══ Data for this task
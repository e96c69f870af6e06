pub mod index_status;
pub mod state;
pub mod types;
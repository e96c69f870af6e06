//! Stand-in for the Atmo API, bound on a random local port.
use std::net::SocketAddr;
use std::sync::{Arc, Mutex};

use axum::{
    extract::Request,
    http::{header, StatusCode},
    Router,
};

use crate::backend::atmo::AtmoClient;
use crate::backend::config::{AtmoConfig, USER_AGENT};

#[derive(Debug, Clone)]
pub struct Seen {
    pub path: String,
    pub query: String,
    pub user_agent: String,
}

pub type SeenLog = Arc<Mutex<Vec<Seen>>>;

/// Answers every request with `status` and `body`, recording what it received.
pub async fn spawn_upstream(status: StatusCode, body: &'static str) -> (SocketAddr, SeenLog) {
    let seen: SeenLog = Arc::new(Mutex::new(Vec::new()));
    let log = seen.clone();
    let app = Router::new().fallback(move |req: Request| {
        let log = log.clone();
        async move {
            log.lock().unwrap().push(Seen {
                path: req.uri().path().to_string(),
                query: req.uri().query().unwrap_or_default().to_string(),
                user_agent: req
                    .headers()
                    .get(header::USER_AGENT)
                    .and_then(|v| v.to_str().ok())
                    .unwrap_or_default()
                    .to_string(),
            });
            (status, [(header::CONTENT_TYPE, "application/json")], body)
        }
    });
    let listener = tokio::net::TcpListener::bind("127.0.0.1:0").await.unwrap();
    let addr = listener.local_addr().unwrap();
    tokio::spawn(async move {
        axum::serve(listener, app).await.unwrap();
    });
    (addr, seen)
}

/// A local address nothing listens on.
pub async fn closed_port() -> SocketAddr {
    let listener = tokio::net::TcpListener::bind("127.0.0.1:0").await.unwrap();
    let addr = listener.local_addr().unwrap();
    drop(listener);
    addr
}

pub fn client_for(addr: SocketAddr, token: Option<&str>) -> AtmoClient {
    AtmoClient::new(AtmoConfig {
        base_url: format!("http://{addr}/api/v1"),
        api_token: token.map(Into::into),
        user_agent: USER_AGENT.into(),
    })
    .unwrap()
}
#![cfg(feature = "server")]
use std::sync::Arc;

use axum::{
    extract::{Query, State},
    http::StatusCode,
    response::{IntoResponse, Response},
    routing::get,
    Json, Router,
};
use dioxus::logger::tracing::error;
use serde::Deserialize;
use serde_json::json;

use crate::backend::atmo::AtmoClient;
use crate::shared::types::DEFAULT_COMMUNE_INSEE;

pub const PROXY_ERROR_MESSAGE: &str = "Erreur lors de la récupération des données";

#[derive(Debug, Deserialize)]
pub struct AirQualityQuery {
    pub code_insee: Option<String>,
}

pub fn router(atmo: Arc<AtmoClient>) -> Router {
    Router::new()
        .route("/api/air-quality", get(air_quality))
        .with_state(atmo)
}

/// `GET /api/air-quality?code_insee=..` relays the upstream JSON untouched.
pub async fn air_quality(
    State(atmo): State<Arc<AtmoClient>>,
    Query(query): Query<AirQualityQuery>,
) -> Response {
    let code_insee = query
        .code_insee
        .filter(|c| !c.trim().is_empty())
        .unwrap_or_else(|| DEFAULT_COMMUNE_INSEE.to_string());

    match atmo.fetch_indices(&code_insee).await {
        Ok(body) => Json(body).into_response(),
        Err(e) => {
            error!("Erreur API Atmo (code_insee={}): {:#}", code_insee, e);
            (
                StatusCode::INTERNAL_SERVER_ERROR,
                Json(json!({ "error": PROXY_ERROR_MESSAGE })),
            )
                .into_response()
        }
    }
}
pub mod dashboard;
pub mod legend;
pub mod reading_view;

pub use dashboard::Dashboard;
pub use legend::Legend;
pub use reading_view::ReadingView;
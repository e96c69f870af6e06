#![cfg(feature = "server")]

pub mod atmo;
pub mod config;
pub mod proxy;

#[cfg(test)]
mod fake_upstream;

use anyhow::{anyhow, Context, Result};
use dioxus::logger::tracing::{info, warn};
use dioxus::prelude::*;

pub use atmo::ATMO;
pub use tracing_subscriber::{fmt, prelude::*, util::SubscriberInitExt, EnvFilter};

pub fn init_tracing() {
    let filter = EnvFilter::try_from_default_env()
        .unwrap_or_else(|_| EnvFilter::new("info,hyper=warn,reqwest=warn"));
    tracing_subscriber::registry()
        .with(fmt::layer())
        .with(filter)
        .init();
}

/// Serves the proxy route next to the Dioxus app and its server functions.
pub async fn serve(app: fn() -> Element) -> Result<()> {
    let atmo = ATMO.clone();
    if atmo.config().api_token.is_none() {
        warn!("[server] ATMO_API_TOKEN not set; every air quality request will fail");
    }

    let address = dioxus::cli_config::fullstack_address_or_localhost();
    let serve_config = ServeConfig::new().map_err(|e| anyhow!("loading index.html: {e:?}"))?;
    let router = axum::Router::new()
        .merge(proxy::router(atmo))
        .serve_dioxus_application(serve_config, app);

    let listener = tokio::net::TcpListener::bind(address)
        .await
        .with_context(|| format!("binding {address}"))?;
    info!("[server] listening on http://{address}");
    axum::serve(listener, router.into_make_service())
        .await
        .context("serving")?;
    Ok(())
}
════
## [Work order]
Retype exactly, and only, the lines above from the one where "pub mod reading_view;" occurs up to and including the one where "pub fn init_tracing()" occurs.

## [Exercise response]
pub mod reading_view;

pub use dashboard::Dashboard;
pub use legend::Legend;
pub use reading_view::ReadingView;
repository e96c69f870af6e06
#![cfg(feature = "server")]

pub mod atmo;
pub mod config;
pub mod proxy;

#[cfg(test)]
mod fake_upstream;

use anyhow::{anyhow, Context, Result};
use dioxus::logger::tracing::{info, warn};
use dioxus::prelude::*;

pub use atmo::ATMO;
pub use tracing_subscriber::{fmt, prelude::*, util::SubscriberInitExt, EnvFilter};

pub fn init_tracing() {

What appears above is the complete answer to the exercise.